Records excerpted from a collection

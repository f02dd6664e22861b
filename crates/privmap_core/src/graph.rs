//! Graph traversal over loaded nodes: path enumeration and DOT export.

use crate::content_id::ContentId;
use crate::types::EdgeKind;
use std::collections::{BTreeMap, BTreeSet, HashMap, HashSet};

/// One directed edge.
pub type EdgeTriple = (ContentId, EdgeKind, ContentId);

/// In-memory adjacency list for algorithms requiring full graph view.
#[derive(Debug, Clone, Default)]
pub struct AdjacencyList {
    /// Forward edges: node -> [(kind, target)]
    forward: BTreeMap<ContentId, Vec<(EdgeKind, ContentId)>>,
    /// Backward edges: node -> [(kind, source)]
    backward: BTreeMap<ContentId, Vec<(EdgeKind, ContentId)>>,
    /// All nodes in the graph
    nodes: BTreeSet<ContentId>,
}

impl AdjacencyList {
    /// Build adjacency list from edges.
    pub fn from_edges(edges: impl IntoIterator<Item = EdgeTriple>) -> Self {
        let mut adj = Self::default();
        for (from, kind, to) in edges {
            adj.nodes.insert(from);
            adj.nodes.insert(to);
            adj.forward.entry(from).or_default().push((kind, to));
            adj.backward.entry(to).or_default().push((kind, from));
        }
        adj
    }

    /// Adds a node with no edges.
    pub fn add_node(&mut self, node: ContentId) {
        self.nodes.insert(node);
    }

    /// Get outgoing edges for a node.
    pub fn outgoing(&self, node: &ContentId) -> &[(EdgeKind, ContentId)] {
        self.forward.get(node).map(|v| v.as_slice()).unwrap_or(&[])
    }

    /// Get incoming edges for a node.
    pub fn incoming(&self, node: &ContentId) -> &[(EdgeKind, ContentId)] {
        self.backward.get(node).map(|v| v.as_slice()).unwrap_or(&[])
    }

    /// Get all nodes in the graph.
    pub fn nodes(&self) -> impl Iterator<Item = &ContentId> {
        self.nodes.iter()
    }

    /// Number of nodes.
    pub fn node_count(&self) -> usize {
        self.nodes.len()
    }

    /// Number of edges.
    pub fn edge_count(&self) -> usize {
        self.forward.values().map(|v| v.len()).sum()
    }
}

/// Limits for reachability and path searches.
#[derive(Debug, Clone)]
pub struct TraversalConfig {
    /// Maximum number of edges in a path.
    pub max_depth: u32,
    /// Edge kinds to follow; empty follows every kind.
    pub follow: Vec<EdgeKind>,
    /// Stop after this many results.
    pub max_results: usize,
}

impl Default for TraversalConfig {
    fn default() -> Self {
        Self {
            max_depth: 6,
            follow: Vec::new(),
            max_results: 100,
        }
    }
}

impl TraversalConfig {
    fn follows(&self, kind: EdgeKind) -> bool {
        self.follow.is_empty() || self.follow.contains(&kind)
    }
}

/// A path as the list of edges walked, in order.
pub type GraphPath = Vec<EdgeTriple>;

/// Enumerates simple paths from `from` to `to` of at most `max_depth` edges.
///
/// Paths are returned shortest first. The search deepens one edge at a
/// time, so when `max_results` cuts it short the paths kept are the
/// shortest ones.
pub fn paths_between(
    adjacency: &AdjacencyList,
    from: ContentId,
    to: ContentId,
    config: &TraversalConfig,
) -> Vec<GraphPath> {
    let mut search = PathSearch {
        adjacency,
        to,
        config,
        length: 0,
        on_path: HashSet::from([from]),
        current: Vec::new(),
        found: Vec::new(),
        deeper: false,
    };
    for length in 1..=config.max_depth as usize {
        if search.found.len() >= config.max_results {
            break;
        }
        search.length = length;
        search.deeper = false;
        search.walk(from);
        if !search.deeper {
            break;
        }
    }
    search.found
}

/// Depth-limited search for paths of exactly `length` edges.
struct PathSearch<'a> {
    adjacency: &'a AdjacencyList,
    to: ContentId,
    config: &'a TraversalConfig,
    length: usize,
    on_path: HashSet<ContentId>,
    current: GraphPath,
    found: Vec<GraphPath>,
    /// Some walk hit the length limit short of `to`.
    deeper: bool,
}

impl PathSearch<'_> {
    fn walk(&mut self, node: ContentId) {
        for &(kind, next) in self.adjacency.outgoing(&node) {
            if self.found.len() >= self.config.max_results {
                return;
            }
            if !self.config.follows(kind) || self.on_path.contains(&next) {
                continue;
            }
            self.current.push((node, kind, next));
            if next == self.to {
                if self.current.len() == self.length {
                    self.found.push(self.current.clone());
                }
            } else if self.current.len() < self.length {
                self.on_path.insert(next);
                self.walk(next);
                self.on_path.remove(&next);
            } else {
                self.deeper = true;
            }
            self.current.pop();
        }
    }
}

/// Export full graph to DOT format.
///
/// `labels` maps node ids to display text; unlabeled nodes show a short id.
pub fn adjacency_to_dot(adjacency: &AdjacencyList, labels: &HashMap<ContentId, String>) -> String {
    let mut output = String::from("digraph privmap {\n");
    output.push_str("  rankdir=LR;\n");
    output.push_str("  node [shape=box];\n\n");

    let mut ids: HashMap<&ContentId, String> = HashMap::new();
    for (i, node) in adjacency.nodes().enumerate() {
        let label = labels
            .get(node)
            .cloned()
            .unwrap_or_else(|| node.as_hex()[..12].to_string());
        ids.insert(node, format!("n{}", i));
        output.push_str(&format!(
            "  n{} [label=\"{}\"];\n",
            i,
            escape_dot_label(&label)
        ));
    }

    output.push('\n');

    for node in adjacency.nodes() {
        let from = &ids[node];
        for (kind, target) in adjacency.outgoing(node) {
            let to = &ids[target];
            output.push_str(&format!("  {} -> {} [label=\"{}\"];\n", from, to, kind));
        }
    }

    output.push_str("}\n");
    output
}

/// Escape special characters in DOT labels.
fn escape_dot_label(s: &str) -> String {
    s.replace('\\', "\\\\")
        .replace('"', "\\\"")
        .replace('\n', "\\n")
}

# ASSIGNMENT
Go through the entries above and restate each one exactly.

# RESPONSE BELOW
repository f02dd6664e22861b
filename crates/privmap_core/src/graph.rs
//! Graph traversal over loaded nodes: path enumeration and DOT export.

use crate::content_id::ContentId;
use crate::types::EdgeKind;
use std::collections::{BTreeMap, BTreeSet, HashMap, HashSet};

/// One directed edge.
pub type EdgeTriple = (ContentId, EdgeKind, ContentId);

/// In-memory adjacency list for algorithms requiring full graph view.
#[derive(Debug, Clone, Default)]
pub struct AdjacencyList {
    /// Forward edges: node -> [(kind, target)]
    forward: BTreeMap<ContentId, Vec<(EdgeKind, ContentId)>>,
    /// Backward edges: node -> [(kind, source)]
    backward: BTreeMap<ContentId, Vec<(EdgeKind, ContentId)>>,
    /// All nodes in the graph
    nodes: BTreeSet<ContentId>,
}

impl AdjacencyList {
    /// Build adjacency list from edges.
    pub fn from_edges(edges: impl IntoIterator<Item = EdgeTriple>) -> Self {
        let mut adj = Self::default();
        for (from, kind, to) in edges {
            adj.nodes.insert(from);
            adj.nodes.insert(to);
            adj.forward.entry(from).or_default().push((kind, to));
            adj.backward.entry(to).or_default().push((kind, from));
        }
        adj
    }

    /// Adds a node with no edges.
    pub fn add_node(&mut self, node: ContentId) {
        self.nodes.insert(node);
    }

    /// Get outgoing edges for a node.
    pub fn outgoing(&self, node: &ContentId) -> &[(EdgeKind, ContentId)] {
        self.forward.get(node).map(|v| v.as_slice()).unwrap_or(&[])
    }

    /// Get incoming edges for a node.
    pub fn incoming(&self, node: &ContentId) -> &[(EdgeKind, ContentId)] {
        self.backward.get(node).map(|v| v.as_slice()).unwrap_or(&[])
    }

    /// Get all nodes in the graph.
    pub fn nodes(&self) -> impl Iterator<Item = &ContentId> {
        self.nodes.iter()
    }

    /// Number of nodes.
    pub fn node_count(&self) -> usize {
        self.nodes.len()
    }

    /// Number of edges.
    pub fn edge_count(&self) -> usize {
        self.forward.values().map(|v| v.len()).sum()
    }
}

/// Limits for reachability and path searches.
#[derive(Debug, Clone)]
pub struct TraversalConfig {
    /// Maximum number of edges in a path.
    pub max_depth: u32,
    /// Edge kinds to follow; empty follows every kind.
    pub follow: Vec<EdgeKind>,
    /// Stop after this many results.
    pub max_results: usize,
}

impl Default for TraversalConfig {
    fn default() -> Self {
        Self {
            max_depth: 6,
            follow: Vec::new(),
            max_results: 100,
        }
    }
}

impl TraversalConfig {
    fn follows(&self, kind: EdgeKind) -> bool {
        self.follow.is_empty() || self.follow.contains(&kind)
    }
}

/// A path as the list of edges walked, in order.
pub type GraphPath = Vec<EdgeTriple>;

/// Enumerates simple paths from `from` to `to` of at most `max_depth` edges.
///
/// Paths are returned shortest first. The search deepens one edge at a
/// time, so when `max_results` cuts it short the paths kept are the
/// shortest ones.
pub fn paths_between(
    adjacency: &AdjacencyList,
    from: ContentId,
    to: ContentId,
    config: &TraversalConfig,
) -> Vec<GraphPath> {
    let mut search = PathSearch {
        adjacency,
        to,
        config,
        length: 0,
        on_path: HashSet::from([from]),
        current: Vec::new(),
        found: Vec::new(),
        deeper: false,
    };
    for length in 1..=config.max_depth as usize {
        if search.found.len() >= config.max_results {
            break;
        }
        search.length = length;
        search.deeper = false;
        search.walk(from);
        if !search.deeper {
            break;
        }
    }
    search.found
}

/// Depth-limited search for paths of exactly `length` edges.
struct PathSearch<'a> {
    adjacency: &'a AdjacencyList,
    to: ContentId,
    config: &'a TraversalConfig,
    length: usize,
    on_path: HashSet<ContentId>,
    current: GraphPath,
    found: Vec<GraphPath>,
    /// Some walk hit the length limit short of `to`.
    deeper: bool,
}

impl PathSearch<'_> {
    fn walk(&mut self, node: ContentId) {
        for &(kind, next) in self.adjacency.outgoing(&node) {
            if self.found.len() >= self.config.max_results {
                return;
            }
            if !self.config.follows(kind) || self.on_path.contains(&next) {
                continue;
            }
            self.current.push((node, kind, next));
            if next == self.to {
                if self.current.len() == self.length {
                    self.found.push(self.current.clone());
                }
            } else if self.current.len() < self.length {
                self.on_path.insert(next);
                self.walk(next);
                self.on_path.remove(&next);
            } else {
                self.deeper = true;
            }
            self.current.pop();
        }
    }
}

/// Export full graph to DOT format.
///
/// `labels` maps node ids to display text; unlabeled nodes show a short id.
pub fn adjacency_to_dot(adjacency: &AdjacencyList, labels: &HashMap<ContentId, String>) -> String {
    let mut output = String::from("digraph privmap {\n");
    output.push_str("  rankdir=LR;\n");
    output.push_str("  node [shape=box];\n\n");

    let mut ids: HashMap<&ContentId, String> = HashMap::new();
    for (i, node) in adjacency.nodes().enumerate() {
        let label = labels
            .get(node)
            .cloned()
            .unwrap_or_else(|| node.as_hex()[..12].to_string());
        ids.insert(node, format!("n{}", i));
        output.push_str(&format!(
            "  n{} [label=\"{}\"];\n",
            i,
            escape_dot_label(&label)
        ));
    }

    output.push('\n');

    for node in adjacency.nodes() {
        let from = &ids[node];
        for (kind, target) in adjacency.outgoing(node) {
            let to = &ids[target];
            output.push_str(&format!("  {} -> {} [label=\"{}\"];\n", from, to, kind));
        }
    }

    output.push_str("}\n");
    output
}

/// Escape special characters in DOT labels.
fn escape_dot_label(s: &str) -> String {
    s.replace('\\', "\\\\")
        .replace('"', "\\\"")
        .replace('\n', "\\n")
}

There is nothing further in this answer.